Hey Collin, thought I'd swing by to offer support too. You are important, and you have a purpose. I know in the early days this is so so difficult. And you feel that just about anything that can take the pain away will help. My h had an affair, came back and now we find ourselves back here with him yet again checking out. The first time he came back he said my strength and seeing how I was still a great mom dil to his mom made him see what a great person I was. He also said that he began to see that I would actually leave him and that scared the sh** outta him.
My h too is really religious, but like sandi says there believes disappear. He believed it was all part of gods plan and would find any way to justify his behaviour.
They are purely acting upon emotions. Truth be told, they are incapable of a healthy r right now. Have you read the lighthouse story? Read it, several times a day. It helps. So do sandis rules.
I'm with you on the hurt, I come here and I vent. But I don't let him see me down, or hanging round like a lost soul. They need to see that you are a strong person. Worthy of love with or without them. Counter intuitive but it works.

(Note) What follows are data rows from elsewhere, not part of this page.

//! # wealth_optimiser
//!
//! Constrained portfolio construction for the wealth engine.
//!
//! This crate sits between Models (L2) and Simulation (L3): at each
//! rebalance point the path simulator hands it expected returns, a
//! covariance and the client's constraints, and receives target weights.
//!
//! ## Architecture Position
//!
//! Layer 2.5. Depends on `wealth_core` (L1) only.
//!
//! ## Modules
//!
//! - `constraints`: constraint set, candidate assets and projection onto the feasible region
//! - `strategy`: mean-variance, Black-Litterman, risk parity, minimum variance, maximum Sharpe
//! - `solver`: projected gradient ascent shared by the quadratic strategies
//! - `problem`: problem and result types and the [`optimise`] entry point
//!
//! ## Guarantees
//!
//! Every successful result satisfies the budget, bounds, class bands,
//! liquidity floor and turnover cap within 1e-6. When no portfolio does,
//! [`optimise`] returns [`OptimisationError::Infeasible`] and the caller
//! holds its current weights via [`OptimisationResult::fallback`].

#![deny(missing_docs)]
#![deny(rustdoc::broken_intra_doc_links)]
#![deny(rustdoc::private_intra_doc_links)]

pub mod constraints;
pub mod problem;
pub mod solver;
pub mod strategy;

mod error;

pub use error::OptimisationError;
pub use problem::{optimise, Diagnostic, OptimisationProblem, OptimisationResult};

/// Prelude module for convenient imports
pub mod prelude {
    pub use crate::constraints::{CandidateAsset, ClassBand, Constraint, ConstraintSet};
    pub use crate::problem::{optimise, Diagnostic, OptimisationProblem, OptimisationResult};
    pub use crate::strategy::{
        BlackLitterman, MaximumSharpe, MeanVariance, OptimisationStrategy, RiskParity,
        StrategyKind, StrategySelector, View,
    };
    pub use crate::OptimisationError;
}
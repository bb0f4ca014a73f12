//! Anchoring: attachment to the onboarding allocation.

use super::{blend, BiasContext, BiasPolicy};

/// Blends proposed weights towards the anchor with a decaying pull
/// `a_t = weight · decay^t`.
#[derive(Clone, Debug, PartialEq)]
pub struct Anchoring {
    /// Initial pull in [0, 1]
    pub weight: f64,
    /// Per-period decay in (0, 1]
    pub decay: f64,
}

impl Anchoring {
    /// Pull towards the anchor after `periods_elapsed` periods.
    #[inline]
    pub fn pull(&self, periods_elapsed: usize) -> f64 {
        self.weight * self.decay.powf(periods_elapsed as f64)
    }
}

impl BiasPolicy for Anchoring {
    fn name(&self) -> &'static str {
        "anchoring"
    }

    fn is_active(&self) -> bool {
        self.weight > 0.0
    }

    fn adjust_weights(&self, proposed: &[f64], ctx: &BiasContext<'_>) -> Vec<f64> {
        if ctx.anchor_weights.len() != proposed.len() {
            return proposed.to_vec();
        }
        blend(proposed, ctx.anchor_weights, self.pull(ctx.periods_elapsed))
    }
}

#[cfg(test)]
mod tests {
    use super::*;
    use approx::assert_relative_eq;

    #[test]
    fn test_pull_decays() {
        let a = Anchoring {
            weight: 0.4,
            decay: 0.5,
        };
        assert_relative_eq!(a.pull(0), 0.4);
        assert_relative_eq!(a.pull(2), 0.1);

        let ctx = BiasContext {
            current_weights: &[0.5, 0.5],
            anchor_weights: &[1.0, 0.0],
            consensus_weights: &[0.5, 0.5],
            risky: &[true, false],
            recent_portfolio_returns: &[],
            periods_elapsed: 2,
        };
        let adjusted = a.adjust_weights(&[0.0, 1.0], &ctx);
        assert_relative_eq!(adjusted[0], 0.1, epsilon = 1e-15);
        assert_relative_eq!(adjusted[1], 0.9, epsilon = 1e-15);
    }
}
//! Client profiles, behavioural bias parameters and financial goals.

use super::asset::{AssetClass, Universe};
use super::error::DataError;
use super::ids::{AssetId, ClientId, GoalId};
use serde::{Deserialize, Serialize};
use std::collections::BTreeMap;

/// Upper bound of the risk tolerance scale.
pub const MAX_RISK_TOLERANCE: f64 = 10.0;

/// Client wealth segment.
#[derive(
    Clone, Copy, Debug, PartialEq, Eq, PartialOrd, Ord, Hash, Serialize, Deserialize,
)]
#[serde(rename_all = "snake_case")]
pub enum WealthSegment {
    /// Ultra-high-net-worth (investable wealth of 30M and above)
    Uhnw,
    /// High-net-worth (1M to 30M)
    Hnw,
    /// Mass affluent (100k to 1M)
    MassAffluent,
    /// Emerging affluent (below 100k)
    EmergingAffluent,
}

impl WealthSegment {
    /// Classifies investable wealth into a segment.
    ///
    /// # Examples
    ///
    /// ```
    /// use wealth_core::types::WealthSegment;
    ///
    /// assert_eq!(WealthSegment::from_wealth(2_500_000.0), WealthSegment::Hnw);
    /// assert_eq!(WealthSegment::from_wealth(50_000.0), WealthSegment::EmergingAffluent);
    /// ```
    pub fn from_wealth(wealth: f64) -> Self {
        if wealth >= 30_000_000.0 {
            WealthSegment::Uhnw
        } else if wealth >= 1_000_000.0 {
            WealthSegment::Hnw
        } else if wealth >= 100_000.0 {
            WealthSegment::MassAffluent
        } else {
            WealthSegment::EmergingAffluent
        }
    }

    /// Human-readable segment name.
    pub fn name(&self) -> &'static str {
        match self {
            WealthSegment::Uhnw => "UHNW",
            WealthSegment::Hnw => "HNW",
            WealthSegment::MassAffluent => "Mass Affluent",
            WealthSegment::EmergingAffluent => "Emerging Affluent",
        }
    }
}

fn default_loss_aversion_coefficient() -> f64 {
    2.25
}

fn default_loss_threshold() -> f64 {
    0.05
}

fn default_anchoring_decay() -> f64 {
    0.9
}

fn default_recency_window() -> usize {
    3
}

/// Behavioural bias parameters of a client.
///
/// Every strength lies in [0, 1]; a strength of zero disables the
/// corresponding policy for this client.
#[derive(Clone, Debug, PartialEq, Serialize, Deserialize)]
pub struct BiasProfile {
    /// How strongly the client resists de-risking after losses
    #[serde(default)]
    pub loss_aversion_strength: f64,
    /// Prospect-theory loss aversion coefficient (losses weigh λ times gains)
    #[serde(default = "default_loss_aversion_coefficient")]
    pub loss_aversion_coefficient: f64,
    /// Cumulative recent loss that activates loss aversion
    #[serde(default = "default_loss_threshold")]
    pub loss_threshold: f64,
    /// Pull towards the consensus allocation
    #[serde(default)]
    pub herding_strength: f64,
    /// Initial pull towards the onboarding allocation
    #[serde(default)]
    pub anchoring_weight: f64,
    /// Per-period decay of the anchoring pull
    #[serde(default = "default_anchoring_decay")]
    pub anchoring_decay: f64,
    /// Weight of recent realised returns in subjective expectations
    #[serde(default)]
    pub recency_strength: f64,
    /// Number of recent periods used by recency bias
    #[serde(default = "default_recency_window")]
    pub recency_window: usize,
    /// Rate at which outcomes reshape risk tolerance and loss aversion
    #[serde(default)]
    pub adaptation_rate: f64,
}

impl Default for BiasProfile {
    fn default() -> Self {
        Self::neutral()
    }
}

impl BiasProfile {
    /// A profile with every bias disabled.
    pub fn neutral() -> Self {
        Self {
            loss_aversion_strength: 0.0,
            loss_aversion_coefficient: default_loss_aversion_coefficient(),
            loss_threshold: default_loss_threshold(),
            herding_strength: 0.0,
            anchoring_weight: 0.0,
            anchoring_decay: default_anchoring_decay(),
            recency_strength: 0.0,
            recency_window: default_recency_window(),
            adaptation_rate: 0.0,
        }
    }

    /// Largest of the four bias strengths.
    pub fn max_strength(&self) -> f64 {
        self.loss_aversion_strength
            .max(self.herding_strength)
            .max(self.anchoring_weight)
            .max(self.recency_strength)
    }

    /// Whether every bias strength is zero.
    pub fn is_neutral(&self) -> bool {
        self.max_strength() == 0.0
    }

    /// Validates ranges; `id` is used in the error message.
    pub fn validate(&self, id: &str) -> Result<(), DataError> {
        let strengths = [
            ("loss_aversion_strength", self.loss_aversion_strength),
            ("herding_strength", self.herding_strength),
            ("anchoring_weight", self.anchoring_weight),
            ("recency_strength", self.recency_strength),
            ("adaptation_rate", self.adaptation_rate),
        ];
        for (name, value) in strengths {
            if !(0.0..=1.0).contains(&value) {
                return Err(DataError::invalid_client(
                    id,
                    format!("{name} must lie in [0, 1], got {value}"),
                ));
            }
        }
        if !(self.loss_aversion_coefficient >= 1.0) {
            return Err(DataError::invalid_client(
                id,
                "loss_aversion_coefficient must be at least 1",
            ));
        }
        if !(self.loss_threshold >= 0.0) {
            return Err(DataError::invalid_client(
                id,
                "loss_threshold must be non-negative",
            ));
        }
        if !(self.anchoring_decay > 0.0 && self.anchoring_decay <= 1.0) {
            return Err(DataError::invalid_client(
                id,
                "anchoring_decay must lie in (0, 1]",
            ));
        }
        if self.recency_window == 0 {
            return Err(DataError::invalid_client(
                id,
                "recency_window must be at least 1",
            ));
        }
        Ok(())
    }
}

/// A financial goal of the client.
#[derive(Clone, Debug, PartialEq, Serialize, Deserialize)]
pub struct Goal {
    /// Goal identifier
    pub id: GoalId,
    /// Target portfolio value
    pub target_amount: f64,
    /// Number of periods until the goal falls due
    pub horizon_periods: usize,
    /// Priority (1 is highest)
    #[serde(default = "default_priority")]
    pub priority: u8,
}

fn default_priority() -> u8 {
    1
}

impl Goal {
    /// Creates a goal with priority 1.
    pub fn new(id: impl Into<GoalId>, target_amount: f64, horizon_periods: usize) -> Self {
        Self {
            id: id.into(),
            target_amount,
            horizon_periods,
            priority: 1,
        }
    }
}

/// Client description consumed by the optimiser, bias injector and simulator.
///
/// A profile is never mutated in place. When outcomes reshape a client's
/// tolerance or biases, a new profile value is produced.
///
/// # Examples
///
/// ```
/// use wealth_core::types::{ClientProfile, WealthSegment};
///
/// let client = ClientProfile::new("C001", 1_000_000.0, 5.0);
/// assert_eq!(client.segment, WealthSegment::Hnw);
/// assert!(client.validate().is_ok());
/// ```
#[derive(Clone, Debug, PartialEq, Serialize, Deserialize)]
pub struct ClientProfile {
    /// Client identifier
    pub id: ClientId,
    /// Wealth segment
    pub segment: WealthSegment,
    /// Investable wealth at onboarding
    pub wealth: f64,
    /// Risk tolerance on a 0 (averse) to 10 (seeking) scale
    pub risk_tolerance: f64,
    /// Behavioural biases
    #[serde(default)]
    pub biases: BiasProfile,
    /// Financial goals
    #[serde(default)]
    pub goals: Vec<Goal>,
    /// Onboarding allocation used as the anchoring reference
    #[serde(default)]
    pub anchor_allocation: Option<BTreeMap<AssetId, f64>>,
}

impl ClientProfile {
    /// Creates a bias-free client with segment derived from wealth.
    pub fn new(id: impl Into<ClientId>, wealth: f64, risk_tolerance: f64) -> Self {
        Self {
            id: id.into(),
            segment: WealthSegment::from_wealth(wealth),
            wealth,
            risk_tolerance,
            biases: BiasProfile::neutral(),
            goals: Vec::new(),
            anchor_allocation: None,
        }
    }

    /// Replaces the bias profile.
    pub fn with_biases(mut self, biases: BiasProfile) -> Self {
        self.biases = biases;
        self
    }

    /// Adds a goal.
    pub fn with_goal(mut self, goal: Goal) -> Self {
        self.goals.push(goal);
        self
    }

    /// Sets the onboarding allocation.
    pub fn with_anchor_allocation(mut self, allocation: BTreeMap<AssetId, f64>) -> Self {
        self.anchor_allocation = Some(allocation);
        self
    }

    /// Mean-variance risk aversion implied by the tolerance scale.
    ///
    /// Maps tolerance 10 to λ = 1 and tolerance 0 to λ = 10.
    #[inline]
    pub fn risk_aversion(&self) -> f64 {
        let rt = self.risk_tolerance.clamp(0.0, MAX_RISK_TOLERANCE);
        1.0 + 9.0 * (1.0 - rt / MAX_RISK_TOLERANCE)
    }

    /// Anchoring reference weights aligned with `universe`.
    ///
    /// Falls back to [`initial_allocation`] when no onboarding allocation
    /// was recorded.
    pub fn anchor_weights(&self, universe: &Universe) -> Result<Vec<f64>, DataError> {
        match &self.anchor_allocation {
            Some(alloc) => universe.dense_weights(alloc.iter()),
            None => Ok(initial_allocation(self.risk_tolerance, universe)),
        }
    }

    /// Validates the profile.
    pub fn validate(&self) -> Result<(), DataError> {
        let id = self.id.as_str();
        if !(self.wealth >= 0.0) {
            return Err(DataError::invalid_client(id, "wealth must be non-negative"));
        }
        if !(0.0..=MAX_RISK_TOLERANCE).contains(&self.risk_tolerance) {
            return Err(DataError::invalid_client(
                id,
                format!(
                    "risk tolerance must lie in [0, 10], got {}",
                    self.risk_tolerance
                ),
            ));
        }
        self.biases.validate(id)?;
        for goal in &self.goals {
            if !(goal.target_amount > 0.0) {
                return Err(DataError::invalid_client(
                    id,
                    format!("goal '{}' must have a positive target", goal.id),
                ));
            }
        }
        Ok(())
    }
}

/// Tolerance-driven onboarding allocation.
///
/// The growth bucket (equity and ESG) receives `min(0.2 + 0.06·rt, 0.9)`,
/// the defensive bucket (fixed income and cash) `max(0.7 − 0.05·rt, 0.05)`,
/// and alternatives the remainder. Empty buckets hand their share to the
/// populated ones pro rata; weights are spread equally inside a bucket.
///
/// # Examples
///
/// ```
/// use wealth_core::types::{initial_allocation, Asset, AssetClass, Universe};
///
/// let universe = Universe::new(vec![
///     Asset::new("EQ", AssetClass::Equity, 0.08, 0.15),
///     Asset::new("BOND", AssetClass::FixedIncome, 0.03, 0.05),
///     Asset::new("PE", AssetClass::Alternative, 0.12, 0.25),
/// ])
/// .unwrap();
///
/// let w = initial_allocation(5.0, &universe);
/// assert!((w[0] - 0.5).abs() < 1e-12);
/// assert!((w[1] - 0.45).abs() < 1e-12);
/// assert!((w[2] - 0.05).abs() < 1e-12);
/// ```
pub fn initial_allocation(risk_tolerance: f64, universe: &Universe) -> Vec<f64> {
    let rt = risk_tolerance.clamp(0.0, MAX_RISK_TOLERANCE);
    let growth = (0.2 + 0.06 * rt).min(0.9);
    let defensive = (0.7 - 0.05 * rt).max(0.05);
    let alternative = (1.0 - growth - defensive).max(0.0);

    let bucket = |class: AssetClass| match class {
        AssetClass::Equity | AssetClass::Esg => 0,
        AssetClass::FixedIncome | AssetClass::Cash => 1,
        AssetClass::Alternative => 2,
    };
    let shares = [growth, defensive, alternative];
    let mut counts = [0usize; 3];
    for asset in universe.assets() {
        counts[bucket(asset.class)] += 1;
    }
    let populated: f64 = (0..3).filter(|b| counts[*b] > 0).map(|b| shares[b]).sum();

    universe
        .assets()
        .iter()
        .map(|asset| {
            let b = bucket(asset.class);
            if populated <= 0.0 {
                1.0 / universe.len() as f64
            } else {
                shares[b] / populated / counts[b] as f64
            }
        })
        .collect()
}

#[cfg(test)]
mod tests {
    use super::*;
    use crate::types::asset::Asset;
    use approx::assert_relative_eq;

    fn universe() -> Universe {
        Universe::new(vec![
            Asset::new("EQ1", AssetClass::Equity, 0.08, 0.15),
            Asset::new("EQ2", AssetClass::Esg, 0.07, 0.14),
            Asset::new("BOND", AssetClass::FixedIncome, 0.03, 0.05),
        ])
        .unwrap()
    }

    #[test]
    fn test_segment_thresholds() {
        assert_eq!(WealthSegment::from_wealth(30_000_000.0), WealthSegment::Uhnw);
        assert_eq!(WealthSegment::from_wealth(999_999.0), WealthSegment::MassAffluent);
    }

    #[test]
    fn test_risk_aversion_mapping() {
        let mut client = ClientProfile::new("C", 1e6, 10.0);
        assert_relative_eq!(client.risk_aversion(), 1.0);
        client.risk_tolerance = 0.0;
        assert_relative_eq!(client.risk_aversion(), 10.0);
    }

    #[test]
    fn test_initial_allocation_redistributes_empty_bucket() {
        // no alternatives: growth 0.5 and defensive 0.45 are rescaled to sum to one
        let w = initial_allocation(5.0, &universe());
        assert_relative_eq!(w.iter().sum::<f64>(), 1.0, epsilon = 1e-12);
        assert_relative_eq!(w[0], 0.5 / 0.95 / 2.0, epsilon = 1e-12);
        assert_relative_eq!(w[2], 0.45 / 0.95, epsilon = 1e-12);
    }

    #[test]
    fn test_initial_allocation_caps() {
        let w = initial_allocation(10.0, &universe());
        // growth 0.2 + 0.6, defensive 0.7 - 0.5
        assert_relative_eq!(w[0] + w[1], 0.8, epsilon = 1e-12);
    }

    #[test]
    fn test_bias_validation() {
        let mut biases = BiasProfile::neutral();
        assert!(biases.validate("C").is_ok());
        biases.herding_strength = 1.5;
        assert!(biases.validate("C").is_err());

        let mut biases = BiasProfile::neutral();
        biases.loss_aversion_coefficient = 0.5;
        assert!(biases.validate("C").is_err());
    }

    #[test]
    fn test_client_validation_rejects_bad_tolerance() {
        let client = ClientProfile::new("C", 1e6, 11.0);
        assert!(client.validate().is_err());
    }

    #[test]
    fn test_anchor_weights_fallback_and_explicit() {
        let u = universe();
        let client = ClientProfile::new("C", 1e6, 5.0);
        let fallback = client.anchor_weights(&u).unwrap();
        assert_relative_eq!(fallback.iter().sum::<f64>(), 1.0, epsilon = 1e-12);

        let mut alloc = BTreeMap::new();
        alloc.insert(AssetId::new("BOND"), 1.0);
        let client = client.with_anchor_allocation(alloc);
        assert_eq!(client.anchor_weights(&u).unwrap(), vec![0.0, 0.0, 1.0]);
    }
}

Just don't let her get you down. Don't tell her you will change. She won't listen and she will see whatever you do as just a plan to get her back. Have a good think who you were when you met, what did you enjoy? Do these things. She needs to see you getting by. When you see her, be civil, friendly but not ott. Just appear content.
When you start to detach it gets easier. And I know, serious I do, how much this hurts. But this process can work. But you gotta start with you.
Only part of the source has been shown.